India leads regional inflow of Foreign Direct Investment (FDI) in South Asia accounting for USD 34 billion investment during 2014 and the upward trend is likely to continue this year also, according to a UN report which placed China as the world’s largest FDI recipient.
“FDI inflows to the country (India) surged by 22 per cent to about USD 34 billion” improving its position to 9th top host country for FDI in 2014, over its rank of 15th in 2013, the UNCTAD’s World Investment Report 2015 says.
India is likely to maintain an upward trend in 2015 as economy recovery gains ground, the report adds.
FDI inflows to South Asia rose to USD 41 billion in 2014, primarily owing to good performance by India, it says.
“In terms of the sectoral composition of FDI flows, manufacturing is likely to gain strength, as policy efforts to revitalise the industrial sector are sustained, including, for instance, the ‘Make in India’ initiative launched in mid-2014,” the report says.
The top five recipients in South Asia of FDI inflows were India, followed by Iran, Pakistan and Bangladesh (USD 2 billion each) and Sri Lanka (USD 1 billion).
In the UN report, Asia is divided into three sub-regions: East and South East Asia, West Asia and South Asia.
According to the report, China became the world’s largest recipient of FDI (USD 129 billion) toppling the US (USD 92 billion).
However, “global FDI inflows fell by 16 per cent to USD 1.23 trillion in 2014, mostly because of the fragility of the global economy, policy uncertainty for investors and elevated geopolitical risks and new investments were also offset by some large divestments,” it says.
The groups of countries negotiating the Transatlantic Trade and Investment Partnership and Trans-Pacific Partnership saw their combined share of global FDI inflows decline.
Asia overall bucked the global trend with historically high levels of inward FDI to developing economies at USD 681 billion marking a 2 per cent rise.
Among the top 10 FDI recipients in the world, five are developing economies.
India was also the biggest investor in outward FDI in South Asia with USD 9.8 billion marking an increase of 486 per cent over 2013. However, India does not figure in the first top 20 countries for FDI outflows.

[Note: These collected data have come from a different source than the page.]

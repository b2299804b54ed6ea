use axum::{response::Response, routing::get, Router};
use log::error;
use std::any::Any;
use std::sync::Arc;
use tower_http::catch_panic::CatchPanicLayer;

use crate::api::handlers::{players::{get_players, unavailable_response}, AppState};

pub fn create_router(state: Arc<AppState>) -> Router {
    Router::new()
        .route("/api/players", get(get_players))
        .with_state(state)
        .layer(CatchPanicLayer::custom(panic_response))
}

fn panic_response(panic: Box<dyn Any + Send + 'static>) -> Response {
    let detail = panic
        .downcast_ref::<&str>()
        .map(|s| s.to_string())
        .or_else(|| panic.downcast_ref::<String>().cloned())
        .unwrap_or_else(|| "unknown panic".to_string());
    error!("Handler panicked: {}", detail);
    unavailable_response()
}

“There was an abnormal decrease (in outward FDI investment in India) in 2013 because of macro economic uncertainties when some of the Indian MNCs divested. The figures are now back on track but still lower than figures (of outward FDI investment) in 2009, 2010 and 2011,” said Guoyong Liang, UNCTAD Asia head of the Investment Division.
The US had the largest outward flow of FDI (USD 337 billion) followed by Hong Kong-China (USD 142 billion) and China (USD 116 billion).